UpStage is a live interactive medium, so the best way to experience it is to attend a performance or join one of the open walk-throughs. These are live, online tutorials of about an hour duration, during which time members of the UpStage community teach the basic operations of the platform and discuss how to create and present performances. To find out when the next session is happening, subscribe to the UpStage Announcements list, and you can email info [at] upstage.org.nz to request a session.

For training materials, including links to the user manual and instructional videos, go to the Learn page.


Cyborg (Karla Ptacek) malfunctioning in Avatar Body Collision performance “Laggining with the Lololols”. Bremen 2004.

The UpStage project team members have been experimenting with various forms of online theatre since 1999, and since 2002 have worked together as the globally dispersed performance troupe Avatar Body Collision. The idea for UpStage was born from our experiments with using a variety of online chat technologies.

In most of Avatar Body Collision’s work, three actors perform online, live, in real time, while one actor performs in the proximal space of the hosting venue. The remote performers appear projected on a screen, using web cameras and avatar world technologies.

As the performances were delivered via several different applications and mediums, it was not practical for audiences to follow the show on-line. UpStage changed all that. The software combines the various elements of virtual performance into a single web page.
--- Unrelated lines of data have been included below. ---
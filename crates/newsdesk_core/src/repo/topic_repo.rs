//! Topic repository contract and SQLite implementation.
//!
//! # Responsibility
//! - Expose topic CRUD plus reads scoped to one news item.
//! - Map `topic` rows to [`Topic`] values.
//!
//! # Invariants
//! - News-scoped reads only return topics linked through `news_topic`.

use crate::model::news::NewsId;
use crate::model::topic::{Topic, TopicId};
use crate::model::ValidationError;
use crate::query::{Column, ColumnKind, PageLimits, QueryParams, Relation, TableSchema};
use crate::repo::executor::Executor;
use crate::repo::table_repo::{read_column, Entity, RepoResult, Scope, TableRepository};
use rusqlite::types::Value;
use rusqlite::{Connection, Row};

pub const TOPIC_TABLE: TableSchema = TableSchema {
    name: "topic",
    id_column: "id",
    columns: &[
        Column::new("id", ColumnKind::Integer),
        Column::new("title", ColumnKind::Text),
        Column::new("created_at", ColumnKind::Timestamp),
        Column::new("updated_at", ColumnKind::Timestamp),
    ],
};

/// Topics reached from a news item.
pub const TOPICS_OF_NEWS: Relation = Relation {
    table: "news_topic",
    child_column: "topic_id",
    parent_column: "news_id",
};

impl Entity for Topic {
    fn schema() -> &'static TableSchema {
        &TOPIC_TABLE
    }

    fn validate(&self) -> Result<(), ValidationError> {
        Topic::validate(self)
    }

    fn writable_values(&self) -> Vec<(&'static str, Value)> {
        vec![("title", Value::Text(self.title.clone()))]
    }

    fn from_row(row: &Row<'_>) -> RepoResult<Self> {
        Ok(Self {
            id: Some(read_column(row, &TOPIC_TABLE, "id")?),
            title: read_column(row, &TOPIC_TABLE, "title")?,
            created_at: read_column(row, &TOPIC_TABLE, "created_at")?,
            updated_at: read_column(row, &TOPIC_TABLE, "updated_at")?,
        })
    }
}

/// Repository interface for topics.
pub trait TopicRepository {
    /// Lists topics matching `params`; pagination keys are `page`/`page_size`.
    fn get_list(&self, params: &QueryParams) -> RepoResult<Vec<Topic>>;
    fn get_item_by_id(&self, id: TopicId) -> RepoResult<Topic>;
    /// Inserts and returns the storage-assigned id.
    fn insert_item(&self, topic: &Topic) -> RepoResult<TopicId>;
    fn update_item(&self, id: TopicId, topic: &Topic) -> RepoResult<()>;
    fn delete_item(&self, id: TopicId) -> RepoResult<()>;
    /// Lists topics linked to `news_id`, filtered like [`Self::get_list`].
    fn get_list_by_news_id(&self, news_id: NewsId, params: &QueryParams)
        -> RepoResult<Vec<Topic>>;
    /// Gets one topic only when it is linked to `news_id`.
    fn get_item_by_news_id(&self, news_id: NewsId, topic_id: TopicId) -> RepoResult<Topic>;
}

/// SQLite-backed topic repository.
pub struct SqliteTopicRepository<'conn, X = Connection> {
    table: TableRepository<'conn, Topic, X>,
}

impl<'conn, X: Executor> SqliteTopicRepository<'conn, X> {
    pub fn new(conn: &'conn X) -> Self {
        Self::with_page_limits(conn, PageLimits::default())
    }

    pub fn with_page_limits(conn: &'conn X, limits: PageLimits) -> Self {
        Self {
            table: TableRepository::new(conn, limits),
        }
    }
}

impl<X: Executor> TopicRepository for SqliteTopicRepository<'_, X> {
    fn get_list(&self, params: &QueryParams) -> RepoResult<Vec<Topic>> {
        self.table.list(None, params)
    }

    fn get_item_by_id(&self, id: TopicId) -> RepoResult<Topic> {
        self.table.find(None, id)
    }

    fn insert_item(&self, topic: &Topic) -> RepoResult<TopicId> {
        self.table.insert(topic)
    }

    fn update_item(&self, id: TopicId, topic: &Topic) -> RepoResult<()> {
        self.table.update(id, topic)
    }

    fn delete_item(&self, id: TopicId) -> RepoResult<()> {
        self.table.delete(id)
    }

    fn get_list_by_news_id(
        &self,
        news_id: NewsId,
        params: &QueryParams,
    ) -> RepoResult<Vec<Topic>> {
        self.table.list(Some(news_scope(news_id)), params)
    }

    fn get_item_by_news_id(&self, news_id: NewsId, topic_id: TopicId) -> RepoResult<Topic> {
        self.table.find(Some(news_scope(news_id)), topic_id)
    }
}

fn news_scope(news_id: NewsId) -> Scope {
    Scope {
        relation: TOPICS_OF_NEWS,
        parent_id: news_id,
    }
}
The audience simply points their browser to the UpStage web site at the appointed time, to watch and participate.

Vicki Smith, Douglas Bagnall and Helen Varley Jamieson proudly presenting UpStage in 2006.

UpStage was initially created with support from the Smash Palace Fund; version 2 was developed with funding from the Community Partnership Fund of the New Zealand government’s Digital Strategy and released in June 2007. The last and final version, UpStage v3, was released in 2014 to mark UpStage’s 10th birthday. As of 2018, work has begun on Limelight, a new platform that will replace the original code base and enable UpStage to take advantage of newer technologies.